[WORK REQUIRED] Copy out every line holding the string "InvalidStructure" from the records below.

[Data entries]
==============================

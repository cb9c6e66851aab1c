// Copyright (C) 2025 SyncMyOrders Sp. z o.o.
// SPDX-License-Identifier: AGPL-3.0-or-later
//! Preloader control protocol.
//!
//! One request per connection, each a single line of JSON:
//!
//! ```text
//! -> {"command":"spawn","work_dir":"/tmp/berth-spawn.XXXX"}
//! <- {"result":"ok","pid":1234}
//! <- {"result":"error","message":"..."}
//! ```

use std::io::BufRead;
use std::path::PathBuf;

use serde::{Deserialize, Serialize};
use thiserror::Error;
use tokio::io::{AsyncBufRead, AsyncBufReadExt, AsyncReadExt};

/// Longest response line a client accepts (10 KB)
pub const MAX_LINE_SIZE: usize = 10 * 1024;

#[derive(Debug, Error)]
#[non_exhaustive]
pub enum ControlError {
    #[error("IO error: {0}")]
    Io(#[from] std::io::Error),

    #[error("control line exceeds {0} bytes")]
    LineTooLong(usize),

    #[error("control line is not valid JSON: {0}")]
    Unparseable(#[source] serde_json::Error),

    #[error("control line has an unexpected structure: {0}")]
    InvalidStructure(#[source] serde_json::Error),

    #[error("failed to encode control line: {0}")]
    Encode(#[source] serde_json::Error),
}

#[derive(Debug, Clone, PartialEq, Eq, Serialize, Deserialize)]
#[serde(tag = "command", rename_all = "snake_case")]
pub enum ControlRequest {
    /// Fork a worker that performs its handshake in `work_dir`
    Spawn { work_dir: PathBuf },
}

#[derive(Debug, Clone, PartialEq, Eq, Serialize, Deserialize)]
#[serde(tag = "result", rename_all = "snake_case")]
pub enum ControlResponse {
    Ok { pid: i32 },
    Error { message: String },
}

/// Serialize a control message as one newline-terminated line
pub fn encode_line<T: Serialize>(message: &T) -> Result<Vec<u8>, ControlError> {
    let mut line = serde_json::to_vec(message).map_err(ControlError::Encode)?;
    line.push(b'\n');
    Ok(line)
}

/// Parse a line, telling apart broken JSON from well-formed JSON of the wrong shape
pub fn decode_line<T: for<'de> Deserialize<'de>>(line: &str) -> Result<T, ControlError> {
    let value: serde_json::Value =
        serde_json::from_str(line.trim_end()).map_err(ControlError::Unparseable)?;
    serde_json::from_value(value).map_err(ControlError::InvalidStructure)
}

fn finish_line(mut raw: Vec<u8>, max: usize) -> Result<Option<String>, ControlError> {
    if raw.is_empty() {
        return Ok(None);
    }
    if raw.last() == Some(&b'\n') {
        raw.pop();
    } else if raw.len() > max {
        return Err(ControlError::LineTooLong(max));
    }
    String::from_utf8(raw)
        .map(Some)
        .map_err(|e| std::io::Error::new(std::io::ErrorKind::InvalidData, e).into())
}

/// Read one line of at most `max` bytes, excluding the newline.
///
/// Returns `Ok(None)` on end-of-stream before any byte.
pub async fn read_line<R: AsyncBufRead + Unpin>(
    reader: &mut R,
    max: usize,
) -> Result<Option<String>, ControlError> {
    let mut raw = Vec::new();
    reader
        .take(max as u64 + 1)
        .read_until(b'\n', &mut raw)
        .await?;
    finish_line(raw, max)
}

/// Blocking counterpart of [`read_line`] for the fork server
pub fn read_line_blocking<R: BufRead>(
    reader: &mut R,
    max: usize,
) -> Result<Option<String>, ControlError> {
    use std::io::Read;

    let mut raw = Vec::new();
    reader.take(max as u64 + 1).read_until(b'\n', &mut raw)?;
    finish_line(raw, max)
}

==============================

[RESPONSE FOR THIS EXERCISE]
    InvalidStructure(#[source] serde_json::Error),
    serde_json::from_value(value).map_err(ControlError::InvalidStructure)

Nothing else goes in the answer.